In 1942, the Spanish government arranged a manufacturing licence with Messerschmitt to build the Bf 109 G-2, although the DB 605A engines, propellers, instruments and weapons were to be supplied from Germany. This proved impossible as Germany was incapable of meeting its own needs, let alone Spain's, and only 25 airframes (without their tails) and less than half the necessary drawings were actually delivered. Consequently, Hispano Aviación replaced the DB 605A engine with the 1,300 hp HS 89-12Z and the project was renamed Bf 109 J by Messerschmitt. The HS 89-12Z engine performed a successful flight in a Bf 109 E used as a flying testbed in Barcelona in 1944, and the first HA-1109-J1L made its maiden flight on 2 March 1945 in Seville, using a VDM propeller and lash-up engine mounting.
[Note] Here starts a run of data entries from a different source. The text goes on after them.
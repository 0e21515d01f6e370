//! Implementation of the `converge provision` command.

use std::time::Instant;

use anyhow::{Context, Result};

use converge_lib::config::ConvergeConfig;

use super::machine_provisioner;
use crate::output::{Outcome, Report};

pub fn cmd_provision(config: &ConvergeConfig) -> Result<()> {
  let start = Instant::now();
  let provisioner = machine_provisioner(config)?;

  let rt = tokio::runtime::Runtime::new().context("Failed to create async runtime")?;
  rt.block_on(provisioner.provision()).context("Provision failed")?;

  Report::new(Outcome::Provisioned)
    .fact("Target root", config.target_root.display())
    .took(start)
    .print();

  Ok(())
}
//! Supervised services on the target machine.

use std::fs;
use std::future::Future;
use std::io;
use std::path::{Path, PathBuf};
use std::time::Duration;

use thiserror::Error;
use tokio::process::Command;
use tracing::{debug, info};

#[derive(Debug, Error)]
pub enum SupervisorError {
  #[error("service {service}: asset {path} not found")]
  AssetMissing { service: String, path: PathBuf },

  #[error("service {service}: I/O error at {path}: {source}")]
  Io {
    service: String,
    path: PathBuf,
    #[source]
    source: io::Error,
  },

  #[error("service {service}: `{command}` failed with exit code {code:?}: {stderr}")]
  Command {
    service: String,
    command: String,
    code: Option<i32>,
    stderr: String,
  },
}

pub trait ServiceSupervisor: Send + Sync {
  /// Register `name` so the supervisor keeps it running.
  fn provision(&self, name: &str, stop_timeout: Duration)
  -> impl Future<Output = Result<(), SupervisorError>> + Send;

  /// Stop and unregister `name`. A service that was never provisioned is
  /// not an error.
  fn deprovision(&self, name: &str, stop_timeout: Duration)
  -> impl Future<Output = Result<(), SupervisorError>> + Send;
}

/// runit paths and the `sv` binary used to control services.
#[derive(Debug, Clone, PartialEq, Eq, serde::Serialize, serde::Deserialize)]
#[serde(deny_unknown_fields)]
pub struct RunitConfig {
  #[serde(default = "default_sv_bin")]
  pub sv_bin: String,
  /// Directory scanned by `runsvdir`, relative to the target root.
  #[serde(default = "default_service_dir")]
  pub service_dir: PathBuf,
  /// Where service definitions live, relative to the target root.
  #[serde(default = "default_sv_dir")]
  pub sv_dir: PathBuf,
}

fn default_sv_bin() -> String {
  "sv".to_string()
}

fn default_service_dir() -> PathBuf {
  PathBuf::from("etc/service")
}

fn default_sv_dir() -> PathBuf {
  PathBuf::from("etc/sv")
}

impl Default for RunitConfig {
  fn default() -> Self {
    Self {
      sv_bin: default_sv_bin(),
      service_dir: default_service_dir(),
      sv_dir: default_sv_dir(),
    }
  }
}

/// Supervises services with runit.
///
/// A service named `agent` is defined by `<assets>/agent/runit/run` (plus an
/// optional `log/run`), copied to `<sv_dir>/agent/` and enabled by linking
/// `<service_dir>/agent` to it.
#[derive(Debug, Clone)]
pub struct RunitSupervisor {
  root: PathBuf,
  assets_dir: PathBuf,
  config: RunitConfig,
}

impl RunitSupervisor {
  pub fn new(root: impl Into<PathBuf>, assets_dir: impl Into<PathBuf>, config: RunitConfig) -> Self {
    Self {
      root: root.into(),
      assets_dir: assets_dir.into(),
      config,
    }
  }

  fn definition_dir(&self, name: &str) -> PathBuf {
    self.root.join(&self.config.sv_dir).join(name)
  }

  fn service_link(&self, name: &str) -> PathBuf {
    self.root.join(&self.config.service_dir).join(name)
  }

  async fn sv(&self, name: &str, action: &str, timeout: Duration, target: &Path) -> Result<(), SupervisorError> {
    let secs = timeout.as_secs().max(1).to_string();
    let command = format!("{} -w {} {} {}", self.config.sv_bin, secs, action, target.display());
    debug!(service = %name, command = %command, "running sv");

    let output = Command::new(&self.config.sv_bin)
      .args(["-w", secs.as_str(), action])
      .arg(target)
      .output()
      .await
      .map_err(|source| SupervisorError::Io {
        service: name.to_string(),
        path: PathBuf::from(&self.config.sv_bin),
        source,
      })?;

    if !output.status.success() {
      return Err(SupervisorError::Command {
        service: name.to_string(),
        command,
        code: output.status.code(),
        stderr: String::from_utf8_lossy(&output.stderr).trim().to_string(),
      });
    }
    Ok(())
  }

  fn install_script(&self, name: &str, asset: &str, dst: &Path) -> Result<bool, SupervisorError> {
    let src = self.assets_dir.join(name).join(asset);
    if !src.is_file() {
      return Ok(false);
    }

    let io_err = |source| SupervisorError::Io {
      service: name.to_string(),
      path: dst.to_path_buf(),
      source,
    };
    if let Some(parent) = dst.parent() {
      fs::create_dir_all(parent).map_err(io_err)?;
    }
    fs::copy(&src, dst).map_err(io_err)?;
    set_executable(dst).map_err(io_err)?;
    Ok(true)
  }
}

impl ServiceSupervisor for RunitSupervisor {
  async fn provision(&self, name: &str, stop_timeout: Duration) -> Result<(), SupervisorError> {
    let definition = self.definition_dir(name);

    if !self.install_script(name, "runit/run", &definition.join("run"))? {
      return Err(SupervisorError::AssetMissing {
        service: name.to_string(),
        path: self.assets_dir.join(name).join("runit/run"),
      });
    }
    self.install_script(name, "runit/log/run", &definition.join("log/run"))?;

    let link = self.service_link(name);
    let link_err = |source| SupervisorError::Io {
      service: name.to_string(),
      path: link.clone(),
      source,
    };
    if let Some(parent) = link.parent() {
      fs::create_dir_all(parent).map_err(link_err)?;
    }
    remove_link(&link).map_err(link_err)?;
    symlink(&definition, &link).map_err(link_err)?;

    // A fresh link is picked up on the next runsvdir scan; an already
    // supervised service has to be told to come back up.
    if definition.join("supervise").is_dir() {
      self.sv(name, "start", stop_timeout, &link).await?;
    }

    info!(service = %name, "provisioned runit service");
    Ok(())
  }

  async fn deprovision(&self, name: &str, stop_timeout: Duration) -> Result<(), SupervisorError> {
    let link = self.service_link(name);

    if fs::symlink_metadata(&link).is_err() {
      debug!(service = %name, "service not provisioned");
      return Ok(());
    }

    self.sv(name, "stop", stop_timeout, &link).await?;
    remove_link(&link).map_err(|source| SupervisorError::Io {
      service: name.to_string(),
      path: link.clone(),
      source,
    })?;

    info!(service = %name, "deprovisioned runit service");
    Ok(())
  }
}

fn remove_link(path: &Path) -> io::Result<()> {
  match fs::remove_file(path) {
    Err(e) if e.kind() == io::ErrorKind::NotFound => Ok(()),
    other => other,
  }
}

#[cfg(unix)]
pub(crate) fn symlink(target: &Path, link: &Path) -> io::Result<()> {
  std::os::unix::fs::symlink(target, link)
}

#[cfg(not(unix))]
pub(crate) fn symlink(_target: &Path, _link: &Path) -> io::Result<()> {
  Err(io::Error::new(io::ErrorKind::Unsupported, "symlinks require a unix target"))
}

#[cfg(unix)]
pub(crate) fn set_mode(path: &Path, mode: u32) -> io::Result<()> {
  use std::os::unix::fs::PermissionsExt;
  fs::set_permissions(path, fs::Permissions::from_mode(mode))
}

#[cfg(not(unix))]
pub(crate) fn set_mode(_path: &Path, _mode: u32) -> io::Result<()> {
  Ok(())
}

pub(crate) fn set_executable(path: &Path) -> io::Result<()> {
  set_mode(path, 0o755)
}
//! Shared utilities.
//!
//! Common utilities used across the crate including hashing, per-key locking
//! and test helpers.

pub mod flight;
pub mod hash;

#[cfg(test)]
pub mod testutil;
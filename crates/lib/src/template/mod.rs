//! Template rendering.
//!
//! Templates are text files with ERB-style tags bound to a job + instance
//! context. Only output and comment tags are understood; anything that would
//! need a general-purpose interpreter is rejected at parse time so malformed
//! templates surface as early as possible.
//!
//! # Tags
//!
//! - `<%= expr %>` - evaluate `expr` and insert the result
//! - `<%# ... %>` - comment, produces nothing
//! - `<%%` - literal `<%`
//! - `-%>` - close a tag and drop the newline that follows it
//!
//! # Expressions
//!
//! - `p("a.b")`, `p("a.b", default)` - property lookup
//! - `spec.index`, `spec.networks.<net>.ip`, ... - instance spec values
//! - `name`, `index` - shorthands for `spec.name` and `spec.index`
//!
//! # Submodules
//!
//! - [`context`] - evaluation context built from job + instance
//! - [`parse`] - tag and expression parser
//! - [`render`] - file renderer

pub mod context;
pub mod parse;
pub mod render;

pub use context::TemplateEvaluationContext;
pub use parse::{Expr, ParseError, Segment, parse};
pub use render::{RenderError, Renderer};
The remaining 24 airframes were flown during 1947–9 with Escher-Wyss props, but never became operational.

In May 1951, a developed version, the HA-1112-K1L, improved the Hispano-Suiza, HS 17-12Z engine installation, and carried either one or two 12.7mm Breda machine guns and Pilatus eight-packs of 80mm rockets. Its three-bladed de Havilland Hydromatic propeller earned it the nickname Tripala ("three blades").

It first flew in 1951, and although 200 were planned only 65 were built. The Hispano engine was an upright V12 instead of the inverted V12 Daimler-Benz DB 601 & 605 engines used in the Bf 109 but, being of compact design, it fitted the airframe of the Bf 109 well and was able to credibly represent the Bf 109 in the German 1957 film Der Stern von Afrika (The Star of Africa) about Luftwaffe ace Hans-Joachim Marseille. The original design, starting with the Bf 109F, had an asymmetrical tail-fin aerofoil with a left deflection to counteract the torque from the Daimler-Benz's clockwise rotation. Because this was left unchanged in the Tripala despite the Hispano V12 having a counter-clockwise rotation, the tail and the engine together induced a right swing on takeoff that was hard to counteract.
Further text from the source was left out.